At the early election on 13 September 2015, Drozdenko received the support of 471,145 voters (82.1%).

As governor, he initiated a long-term "Region of Successful People" strategy of regional development. He pursues a coherent policy of reducing debt load on the regional budget (the region has not had any debts to commercial structures since 2017), introducing project management and attracting investors. Since 2014, Leningrad Region has been consistently included in the top ten constituent entities of the Russian Federation by volume of investment growth in fixed capital. In 2017, the gross regional product of the region exceeded 1 trillion rubles for the first time. Based on the results for 2017, Leningrad Region took 12th place in the National Rating for Investment Attractiveness established by the Agency for Strategic Initiatives.

Drozdenko initiated a large-scale restoration program in Vyborg involving international and federal funding. He reformed the social security system, basing it on criteria of need and unified social standards. By order of the governor, a program for the renovation of educational establishments was implemented in 2015. In three years (2015–2017), 28 schools and four vocational schools were renovated from regional public funds.

He supported the initiative group to shut down the Krasny Bor hazardous waste landfill site operated by Saint Petersburg within the region's territory.
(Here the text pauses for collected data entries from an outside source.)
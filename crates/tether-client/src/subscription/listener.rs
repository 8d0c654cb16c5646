use tether_core::PushError;
use tokio::sync::mpsc;

/// Receives pushes for one subscription.
///
/// Calls happen on the runtime's worker threads, one at a time and in the
/// order the native layer emitted them.
pub trait QuerySubscriber: Send + Sync {
    fn on_update(&self, value: String);
    fn on_error(&self, error: PushError);
}

/// Adapts a pair of closures into a [`QuerySubscriber`].
pub struct CallbackSubscriber {
    on_update: Box<dyn Fn(String) + Send + Sync>,
    on_error: Box<dyn Fn(PushError) + Send + Sync>,
}

impl CallbackSubscriber {
    pub fn new(
        on_update: impl Fn(String) + Send + Sync + 'static,
        on_error: impl Fn(PushError) + Send + Sync + 'static,
    ) -> Self {
        Self {
            on_update: Box::new(on_update),
            on_error: Box::new(on_error),
        }
    }
}

impl QuerySubscriber for CallbackSubscriber {
    fn on_update(&self, value: String) {
        (self.on_update)(value);
    }

    fn on_error(&self, error: PushError) {
        (self.on_error)(error);
    }
}

/// Forwards pushes into a channel; backs [`super::SubscriptionStream`].
pub(crate) struct ChannelSubscriber {
    tx: mpsc::UnboundedSender<Result<String, PushError>>,
}

impl ChannelSubscriber {
    pub(crate) fn new() -> (Self, mpsc::UnboundedReceiver<Result<String, PushError>>) {
        let (tx, rx) = mpsc::unbounded_channel();
        (Self { tx }, rx)
    }
}

impl QuerySubscriber for ChannelSubscriber {
    fn on_update(&self, value: String) {
        let _ = self.tx.send(Ok(value));
    }

    fn on_error(&self, error: PushError) {
        let _ = self.tx.send(Err(error));
    }
}
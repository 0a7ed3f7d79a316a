mod common;

use snapbox_core::prelude::*;

#[test]
fn page_count_is_ceil_of_quarter() {
    let cfg = LayoutConfig::default();
    for n in 1..=13usize {
        let sizes = vec![(40, 30); n];
        let layout = layout_items(common::items(&sizes), &cfg, &Helvetica, |_| {}).expect("layout");
        assert_eq!(layout.pages.len(), n.div_ceil(4), "n={}", n);
        assert_eq!(layout.placements().count(), n);
    }
}

#[test]
fn slots_fill_left_to_right_top_to_bottom() {
    let cfg = LayoutConfig::default();
    let layout = layout_items(common::items(&[(10, 10); 6]), &cfg, &Helvetica, |_| {}).expect("layout");

    let first: Vec<SlotPosition> = layout.pages[0].placements.iter().map(|p| p.slot).collect();
    assert_eq!(first, SlotPosition::ALL.to_vec());
    let second: Vec<SlotPosition> = layout.pages[1].placements.iter().map(|p| p.slot).collect();
    assert_eq!(second, vec![SlotPosition::TopLeft, SlotPosition::TopRight]);

    // input order preserved across pages
    let keys: Vec<&str> = layout.placements().map(|p| p.key.as_str()).collect();
    assert_eq!(keys, vec!["img_0", "img_1", "img_2", "img_3", "img_4", "img_5"]);
    for (i, p) in layout.placements().enumerate() {
        assert_eq!(p.index, i);
        assert_eq!(p.page, i / 4);
    }
}

#[test]
fn fewer_than_four_leave_slots_empty() {
    let cfg = LayoutConfig::default();
    let layout = layout_items(common::items(&[(10, 20), (20, 10)]), &cfg, &Helvetica, |_| {}).expect("layout");
    assert_eq!(layout.pages.len(), 1);
    assert_eq!(layout.pages[0].placements.len(), 2);
    let stats = layout.stats();
    assert_eq!(stats.empty_slots, 2);
}

#[test]
fn slot_geometry_is_identical_on_every_page() {
    let cfg = LayoutConfig::default();
    let layout = layout_items(common::items(&[(30, 30); 12]), &cfg, &Helvetica, |_| {}).expect("layout");
    let reference: Vec<Rect> = layout.pages[0].placements.iter().map(|p| p.frame).collect();
    for page in &layout.pages[1..] {
        let frames: Vec<Rect> = page.placements.iter().map(|p| p.frame).collect();
        assert_eq!(frames, reference, "page {}", page.id);
    }
}

#[test]
fn page_records_carry_page_size() {
    let cfg = LayoutConfig::builder().page_size(PageSize::Letter).build();
    let layout = layout_items(common::items(&[(5, 5)]), &cfg, &Helvetica, |_| {}).expect("layout");
    assert_eq!((layout.pages[0].width, layout.pages[0].height), (215.9, 279.4));
    assert_eq!(layout.meta.page_size, (215.9, 279.4));
    assert_eq!(layout.meta.unit, "mm");
}

#[test]
fn empty_input_is_rejected() {
    let cfg = LayoutConfig::default();
    let r = layout_items(Vec::<LayoutItem<String>>::new(), &cfg, &Helvetica, |_| {});
    assert!(matches!(r, Err(SnapBoxError::Empty)));
}
#![allow(dead_code)]

use image::{DynamicImage, ImageFormat, RgbImage, RgbaImage};
use snapbox_core::prelude::*;
use std::cell::RefCell;
use std::io::Cursor;
use std::rc::Rc;

pub fn png_asset(name: &str, w: u32, h: u32) -> ImageAsset {
    let img = DynamicImage::ImageRgba8(RgbaImage::from_pixel(w, h, image::Rgba([10, 20, 30, 128])));
    let mut buf = Cursor::new(Vec::new());
    img.write_to(&mut buf, ImageFormat::Png).expect("encode png");
    ImageAsset::new(name, "image/png", buf.into_inner())
}

pub fn jpeg_asset(name: &str, w: u32, h: u32) -> ImageAsset {
    let img = DynamicImage::ImageRgb8(RgbImage::from_pixel(w, h, image::Rgb([200, 100, 50])));
    let mut buf = Cursor::new(Vec::new());
    img.write_to(&mut buf, ImageFormat::Jpeg).expect("encode jpeg");
    ImageAsset::new(name, "image/jpeg", buf.into_inner())
}

/// Drawing call captured by `RecordingBuilder`.
#[derive(Debug, Clone, PartialEq)]
pub enum Op {
    Page,
    Image { name: String, frame: Rect },
    FontSize(f32),
    Text { text: String, x: f32, y: f32 },
}

/// Records drawing calls; `finish` returns an empty byte vector.
#[derive(Default, Clone)]
pub struct RecordingBuilder {
    pub ops: Rc<RefCell<Vec<Op>>>,
}

impl TextMetrics for RecordingBuilder {
    fn text_width(&self, text: &str, font_size: f32) -> f32 {
        Helvetica.text_width(text, font_size)
    }
}

impl DocumentBuilder for RecordingBuilder {
    fn add_page(&mut self) -> snapbox_core::Result<()> {
        self.ops.borrow_mut().push(Op::Page);
        Ok(())
    }
    fn add_image(&mut self, image: &DecodedImage<'_>, frame: &Rect) -> snapbox_core::Result<()> {
        self.ops.borrow_mut().push(Op::Image {
            name: image.name().to_string(),
            frame: *frame,
        });
        Ok(())
    }
    fn set_font_size(&mut self, size: f32) {
        self.ops.borrow_mut().push(Op::FontSize(size));
    }
    fn add_text(&mut self, text: &str, x: f32, y: f32) -> snapbox_core::Result<()> {
        self.ops.borrow_mut().push(Op::Text {
            text: text.to_string(),
            x,
            y,
        });
        Ok(())
    }
    fn finish(self) -> snapbox_core::Result<Vec<u8>> {
        Ok(Vec::new())
    }
}

pub fn items(sizes: &[(u32, u32)]) -> Vec<LayoutItem<String>> {
    sizes
        .iter()
        .enumerate()
        .map(|(i, &(w, h))| LayoutItem {
            key: format!("img_{}", i),
            w,
            h,
        })
        .collect()
}
#[derive(Parser, Debug, Clone)]
struct GenerateArgs {
    // Input/Output
    /// Input files or directories (directories are walked recursively)
    #[arg(required = true, help_heading = "Input/Output")]
    inputs: Vec<PathBuf>,
    /// Output directory
    #[arg(short, long, default_value = "out", help_heading = "Input/Output")]
    out_dir: PathBuf,
    /// YAML config file path (keys present there override flags)
    #[arg(long, help_heading = "Input/Output")]
    config: Option<PathBuf>,
    /// Include patterns (glob). If set, only files matching any pattern are considered
    #[arg(long, help_heading = "Input/Output")]
    include: Vec<String>,
    /// Exclude patterns (glob). Files matching any pattern will be ignored
    #[arg(long, help_heading = "Input/Output")]
    exclude: Vec<String>,

    // Page
    /// Page size: a4 | a5 | letter | legal | WIDTHxHEIGHT (mm)
    #[arg(long, default_value = "a4", help_heading = "Page")]
    page_size: String,
    /// Top margin (mm)
    #[arg(long, default_value_t = 15.0, help_heading = "Page")]
    margin_top: f32,
    /// Bottom margin (mm)
    #[arg(long, default_value_t = 15.0, help_heading = "Page")]
    margin_bottom: f32,
    /// Left/right margin (mm)
    #[arg(long, default_value_t = 10.0, help_heading = "Page")]
    margin_x: f32,
    /// Gap between the two rows of images (mm)
    #[arg(long, default_value_t = 15.0, help_heading = "Page")]
    row_spacing: f32,

    // Numbering
    /// Do not label images
    #[arg(long, default_value_t = false, help_heading = "Numbering")]
    no_numbering: bool,
    /// Number of the first image
    #[arg(long, default_value_t = 1, allow_negative_numbers = true, help_heading = "Numbering")]
    start: i64,
    /// Label font size (pt)
    #[arg(long, default_value_t = 12.0, help_heading = "Numbering")]
    font_size: f32,
    /// Distance from image bottom to label baseline (mm)
    #[arg(long, default_value_t = 6.0, help_heading = "Numbering")]
    label_offset: f32,

    /// Decode images in parallel (requires core feature `parallel`)
    #[arg(long, default_value_t = false, help_heading = "Performance")]
    parallel: bool,

    // Export
    /// Layout-only: compute placements and write JSON (no PDF)
    #[arg(long, default_value_t = false, help_heading = "Export")]
    layout_only: bool,
    /// Export layout stats (JSON) to this file
    #[arg(long, help_heading = "Export")]
    export_stats: Option<PathBuf>,
    /// Print the merged configuration (after CLI/YAML) and exit
    #[arg(long, default_value_t = false, help_heading = "Export")]
    print_config: bool,
    /// Output format for --print-config: json|yaml
    #[arg(long, default_value = "json", value_parser = ["json", "yaml"], help_heading = "Export")]
    print_config_format: String,
    /// Dry run: compute layout and stats but do not write files
    #[arg(long, default_value_t = false, help_heading = "Export")]
    dry_run: bool,
}
use snapbox_core::config::{LayoutConfig, PageSize};
use snapbox_core::error::SnapBoxError;
use snapbox_core::{Helvetica, LayoutItem, layout_items};

/// Test zero-sized page
#[test]
fn test_zero_width_page() {
    let cfg = LayoutConfig {
        page_size: PageSize::Custom {
            width: 0.0,
            height: 297.0,
        },
        ..Default::default()
    };

    match cfg.validate() {
        Err(SnapBoxError::InvalidPageSize { width, height }) => {
            assert_eq!(width, 0.0);
            assert_eq!(height, 297.0);
        }
        other => panic!("Expected InvalidPageSize error, got {:?}", other),
    }
}

#[test]
fn test_nan_page_height() {
    let cfg = LayoutConfig {
        page_size: PageSize::Custom {
            width: 100.0,
            height: f32::NAN,
        },
        ..Default::default()
    };
    assert!(matches!(cfg.validate(), Err(SnapBoxError::InvalidPageSize { .. })));
}

/// Margins that swallow the page
#[test]
fn test_horizontal_margins_exceed_width() {
    let cfg = LayoutConfig {
        margin_x: 105.0,
        ..Default::default()
    };
    match cfg.validate() {
        Err(SnapBoxError::InvalidConfig(msg)) => assert!(msg.contains("margin_x")),
        other => panic!("Expected InvalidConfig error, got {:?}", other),
    }
}

#[test]
fn test_row_spacing_leaves_no_slot_height() {
    let cfg = LayoutConfig {
        row_spacing: 267.0,
        ..Default::default()
    };
    match cfg.validate() {
        Err(SnapBoxError::InvalidConfig(msg)) => assert!(msg.contains("slot height")),
        other => panic!("Expected InvalidConfig error, got {:?}", other),
    }
}

#[test]
fn test_negative_margin() {
    let cfg = LayoutConfig {
        margin_top: -1.0,
        ..Default::default()
    };
    match cfg.validate() {
        Err(SnapBoxError::InvalidConfig(msg)) => assert!(msg.contains("margin_top")),
        other => panic!("Expected InvalidConfig error, got {:?}", other),
    }
}

#[test]
fn test_zero_font_size() {
    let cfg = LayoutConfig {
        font_size: 0.0,
        ..Default::default()
    };
    assert!(matches!(cfg.validate(), Err(SnapBoxError::InvalidConfig(_))));
}

#[test]
fn test_zero_margins_are_valid() {
    let cfg = LayoutConfig::builder().margins(0.0, 0.0, 0.0).row_spacing(0.0).build();
    assert!(cfg.validate().is_ok());
}

/// Invalid config is reported before any layout work
#[test]
fn test_layout_validates_config() {
    let cfg = LayoutConfig {
        margin_x: 200.0,
        ..Default::default()
    };
    let items = vec![LayoutItem { key: "a", w: 10, h: 10 }];
    assert!(matches!(
        layout_items(items, &cfg, &Helvetica, |_| {}),
        Err(SnapBoxError::InvalidConfig(_))
    ));
}

#[test]
fn test_zero_sized_item() {
    let cfg = LayoutConfig::default();
    let items = vec![
        LayoutItem { key: "ok", w: 10, h: 10 },
        LayoutItem { key: "flat", w: 10, h: 0 },
    ];
    assert!(matches!(
        layout_items(items, &cfg, &Helvetica, |_| {}),
        Err(SnapBoxError::InvalidInput(_))
    ));
}

#[test]
fn test_single_pixel_image() {
    let cfg = LayoutConfig::default();
    let items = vec![LayoutItem { key: "px", w: 1, h: 1 }];
    let layout = layout_items(items, &cfg, &Helvetica, |_| {}).expect("layout");
    let p = &layout.pages[0].placements[0];
    assert_eq!(p.frame.w, p.frame.h);
    assert_eq!(p.frame.w, 95.0);
}

#[test]
fn test_config_round_trips_through_json() {
    let cfg = LayoutConfig::builder()
        .page_size(PageSize::Custom {
            width: 100.0,
            height: 150.0,
        })
        .start_number(7)
        .build();
    let s = serde_json::to_string(&cfg).expect("serialize");
    let back: LayoutConfig = serde_json::from_str(&s).expect("deserialize");
    assert_eq!(back, cfg);
}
In 2015, he brought the allocation of municipal plots for housing construction in areas bordering Saint Petersburg under regional control. For compensatory accelerated development of infrastructure in new-build areas, the "Public Amenities in Exchange for Taxes" program was implemented.

Drozdenko meets residents in districts of the region and answers calls on a live phone-in show twice a month. On the initiative of the governor, sessions of the Government of Leningrad Region are broadcast live online. Since 2017, he has had his own blog on Youtube.

== Personal life ==
Drozdenko is married and has two daughters. His hobbies include hunting, fishing and motorbike touring. He also plays volleyball within a regional government team. His daughter Yulia Richard, lives in France.

== Sanctions ==

He was sanctioned by the UK government in 2022 in relation to the Russo-Ukrainian War.